So this doesn't apply to cartoons of the fictional character Mitsuki, a tiny
blue-haired girl in a school uniform who is totally 21 years old and not 9
according to the dating simulator's lore. So this would probably be legal in
the US.

See, this guy isn't even right about that. He lies about the idea that it's
totally non-controversial and accepted as ethical in Japanese culture, and he
lies that it's universally illegal in western culture. This whole thing is a
big pile of straw men invented by an otaku who thinks he's an ambassador of an
entire culture for some reason.

------
BadassFractal
Moral psychology is fun. Lolicon is one of those odd moral black holes for
westerners. Jonathan Haidt in his book The Righteous Mind talks about a bunch
of similar examples of victimless but "immoral" actions that we find wrong and
will desperately try to find a victim for when one doesn't exist.

Similar examples: incest with 100% guarantee of no conception.
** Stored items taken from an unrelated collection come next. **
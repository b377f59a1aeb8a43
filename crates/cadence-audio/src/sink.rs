//! The audio output sink contract.

use std::sync::atomic::{AtomicBool, Ordering};
use std::sync::Arc;

use cadence_core::{AudioFormat, Result};

use crate::signal::CompletionSignal;

/// Independent 16-bit playback gains for the left and right channels.
///
/// No smoothing or clamping is applied beyond what the device itself
/// enforces.
#[derive(Debug, Clone, Copy, PartialEq, Eq)]
pub struct StereoVolume {
    pub left: u16,
    pub right: u16,
}

impl StereoVolume {
    /// Full gain on both channels.
    pub const MAX: Self = Self {
        left: u16::MAX,
        right: u16::MAX,
    };

    pub const fn new(left: u16, right: u16) -> Self {
        Self { left, right }
    }
}

impl Default for StereoVolume {
    fn default() -> Self {
        Self::MAX
    }
}

/// Shared per-slot completion bits, one per ring slot.
///
/// The sink sets a slot's bit from its playback context when the submitted
/// buffer has been fully consumed; the ring reads the bits to find
/// refillable slots and clears a bit when its slot is resubmitted. Clones
/// share the same bits.
#[derive(Debug, Clone)]
pub struct CompletionFlags {
    flags: Arc<[AtomicBool]>,
}

impl CompletionFlags {
    pub fn new(count: usize) -> Self {
        Self {
            flags: (0..count).map(|_| AtomicBool::new(false)).collect(),
        }
    }

    /// Number of slots tracked.
    pub fn len(&self) -> usize {
        self.flags.len()
    }

    pub fn is_empty(&self) -> bool {
        self.flags.is_empty()
    }

    /// True if the sink has finished consuming the buffer in `slot`.
    pub fn is_done(&self, slot: usize) -> bool {
        self.flags[slot].load(Ordering::Acquire)
    }

    /// Sink side: mark the buffer in `slot` fully consumed.
    pub fn mark_done(&self, slot: usize) {
        self.flags[slot].store(true, Ordering::Release);
    }

    /// Ring side: clear `slot` before resubmitting it.
    pub fn clear(&self, slot: usize) {
        self.flags[slot].store(false, Ordering::Release);
    }

    pub fn clear_all(&self) {
        for flag in self.flags.iter() {
            flag.store(false, Ordering::Release);
        }
    }
}

/// Contract for an asynchronous audio output device.
///
/// Submitted buffers are consumed in FIFO order. Whenever the sink finishes
/// a buffer it marks the slot's bit in the [`CompletionFlags`] it was opened
/// with and raises the [`CompletionSignal`]; the caller relays each observed
/// signal into [`update`](crate::PlaybackEngine::update).
pub trait AudioSink {
    /// Open the device for `format`, wiring up the completion flags and
    /// signal. Failure is surfaced once; the engine does not retry.
    fn open(
        &mut self,
        format: &AudioFormat,
        completions: CompletionFlags,
        signal: CompletionSignal,
    ) -> Result<()>;

    /// Enqueue `data` for playback as ring slot `slot`. Valid before or
    /// after consumption has started.
    fn submit(&mut self, slot: usize, data: &[u8]) -> Result<()>;

    /// Suspend consumption without discarding queued buffers.
    fn pause(&mut self);

    /// Resume (or begin) consumption.
    fn resume(&mut self);

    /// Discard all queued audio and rewind the consumed-byte counter.
    fn reset(&mut self);

    /// Release the device. Idempotent.
    fn close(&mut self);

    /// Bytes fully played since the last [`reset`](Self::reset). Monotone
    /// non-decreasing between resets; frozen while paused.
    fn consumed_bytes(&self) -> usize;

    fn volume(&self) -> StereoVolume;

    fn set_volume(&mut self, volume: StereoVolume);
}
Consensual
cannibalism (edit for clarity: of someone very well cooked). Eating of a dead
dog. Sex with a dead chicken and then its consumption.

We find all of those repugnant, immoral, and will try to come up with victims,
even when there are none to be found.

It's a good example of how morality for humans is much more than just about
harm. It's about conformity and cohesion with a set of rules that identify a
specific tribe, regardless of harm.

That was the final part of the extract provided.